A escola sob Cerco

Reportagem/notícia SIC: o caso da professora de Sociologia ameaçada “a brincar” com um revólver “de plástico”.

Este episódio, passado há uns dias na Escola do Cerco, no Porto, é (mais) uma pequena amostra de como a docência se vai confundindo cada vez mais – e mais “alegremente” – com pura indecência.

Exemplo lapidar daquilo que é hoje em dia o professorado, uma profissão de desgaste rápido e, como se vê, de alto risco, porém aparentemente muito divertida, a julgar pelo número de “brincadeiras” inocentes que se praticam nas aulas. Depois de alunos ameaçando uma professora com um revólver “de brincar”, aguarda-se com alguma ansiedade o desenvolvimento de quejandas “estratégias pedagógicas”, igualmente orientadas para a brincadeira e para o sentido lúdico em ambiente escolar.
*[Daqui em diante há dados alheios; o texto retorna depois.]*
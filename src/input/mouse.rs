/// Pointer travel (pixels) beyond which a press becomes a drag.
const DRAG_THRESHOLD: f32 = 4.0;

/// Result of releasing the primary button.
#[derive(Debug, Clone, Copy, PartialEq)]
pub(crate) enum ClickResult {
    /// The press turned into a drag, or there was no matching press.
    NoAction,
    /// A click at the release position.
    Click {
        /// Horizontal position in pixels.
        x: f32,
        /// Vertical position in pixels.
        y: f32,
    },
}

/// Tracks cursor position and press-to-release drag detection.
#[derive(Debug, Clone, Default)]
pub(crate) struct InputState {
    /// Last known cursor position.
    pub(crate) mouse_pos: Option<(f32, f32)>,
    /// Where the primary button went down, while it is held.
    press_pos: Option<(f32, f32)>,
    /// Whether the current press has travelled past the drag threshold.
    pub(crate) is_dragging: bool,
}

impl InputState {
    /// Record a cursor move and return the delta from the last position.
    pub(crate) fn handle_mouse_position(&mut self, x: f32, y: f32) -> (f32, f32) {
        let delta = self
            .mouse_pos
            .map_or((0.0, 0.0), |(lx, ly)| (x - lx, y - ly));
        self.mouse_pos = Some((x, y));

        if let Some((px, py)) = self.press_pos {
            let (dx, dy) = (x - px, y - py);
            if dx * dx + dy * dy > DRAG_THRESHOLD * DRAG_THRESHOLD {
                self.is_dragging = true;
            }
        }
        delta
    }

    /// Primary button went down at the current cursor position.
    pub(crate) fn handle_mouse_down(&mut self) {
        self.press_pos = Some(self.mouse_pos.unwrap_or((0.0, 0.0)));
        self.is_dragging = false;
    }

    /// Primary button released: a click unless the press became a drag.
    pub(crate) fn process_mouse_up(&mut self) -> ClickResult {
        let press = self.press_pos.take();
        let was_dragging = std::mem::take(&mut self.is_dragging);

        match (press, self.mouse_pos) {
            (Some(_), Some((x, y))) if !was_dragging => {
                ClickResult::Click { x, y }
            }
            _ => ClickResult::NoAction,
        }
    }
}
Por exemplo, a simulação de enforcamento, com umas cordas “de brincadeira”, ou assim, ou mesmo o afogamento simulado de uns quantos “profes”, enfim, a imaginação de nossos estudantes é ilimitada.

Nada que se compare com a dos governantes que tais coisas permitem, mas lá chegarão, por certo, nossos “jovens” mai-las suas “brincadeiras”.


Adenda, uns minutos depois (às 17:09 h)

Como se tal ainda fosse necessário para que se possa aferir a total insanidade em que estamos mergulhados, a RTPN acaba de lançar um debate, no programa “Antena Aberta”, sobre este assunto.

Começa-se por resumir tudo a uma frase: “uma professora foi filmada com um telemóvel ao ser ameaçada na sala de aula com uma pistola e o vídeo está agora a circular na Internet”. Este é o enquadramento da questão.

Por isso, a RTPN lança a questão aos espectadores: “deverão ser permitidos telemóveis nas salas de aula?

Note-se: não se passou nada naquela sala, afinal. O problema, aliás, já vem de trás, desde que uma aluna histérica e absolutamente malcriada lutou com a sua professora, corpo-a-corpo, também por causa de um telemóvel. Igualmente nesse caso o problema não foi a histeria da aluna nem foi a boçalidade dos alunos que assistiram impávidos e serenos ao desacato enquanto filmavam aquelas cenas tristes.

O problema, segundo a RTPN (e de acordo com a política educativa vigente), não é a violência em ambiente escolar. O problema para a RTPN, senhoras e senhoras, meninas e meninos, o verdadeiro problema é que essas coisas possam ser filmadas e divulgadas!

Um extremoso paizinho acaba de telefonar para o programa, indignadíssimo, perdigotando para o bocal a sua “revolta” por causa desse crime de lesa-cultura que é o telemóvel nas aulas!

Logo, a solução é muito simples, e até se estranha como ainda ninguém tinha pensado nisso antes: proiba-se a utilização de telemóveis nos estabelecimentos de ensino!

E pronto, assunto resolvido. Desde que ninguém saiba o que se passa por detrás das circunspectas portas educativas, tudo jóia, na maior; aquele pessoal até pode jogar à macaca por cima das carteiras, fixe, que partam o focinho aos “stores”, é muito bem feita, eles que se amanhem. Mas lá filmar e gravar a bagunçada, eia, alto lá, isso é que não!

Então? Está tudo louco ou não está?

Vinte minutos e cinco telefonemas depois, ainda nem uma só alminha referiu outra coisa que não fosse a proibição dos telelés. Começo a achar que devia ser obrigatório… isso e câmeras de vigilância. Lá polícia-de-choque, pelo menos assim para já, para já, acho que não.

17:49 h: aleluia! Um “chefe da PSP” acaba de ligar a dizer que, se não fossem os telemóveis, ninguém saberia o que se passa nas escolas… e em outros lados. Que o problema não é os crimes serem filmados, gravados, divulgados, o problema é que os crimes ocorram impunemente! Haja Deus! Os meus cumprimentos, Chefe!

17:55: uma chavaleca a quem foi encomendada a figura de corpo presente, como “comentadora” convidada, diz: “os alunos trazem uma grande bagagem para a escola”. Deve estar a referir-se às mochilas onde, além de tacos de basebol e soqueiras, os alunos trazem outras tralhas pedagógicas. E acrescenta, a doutorazinha, à laia de receita para a indisciplina: “mais disciplinas voltadas para a cidadania, para que os alunos fiquem um pouco mais encaminhados”. Portanto. Licenciada em vacuidade aplicada, aposto.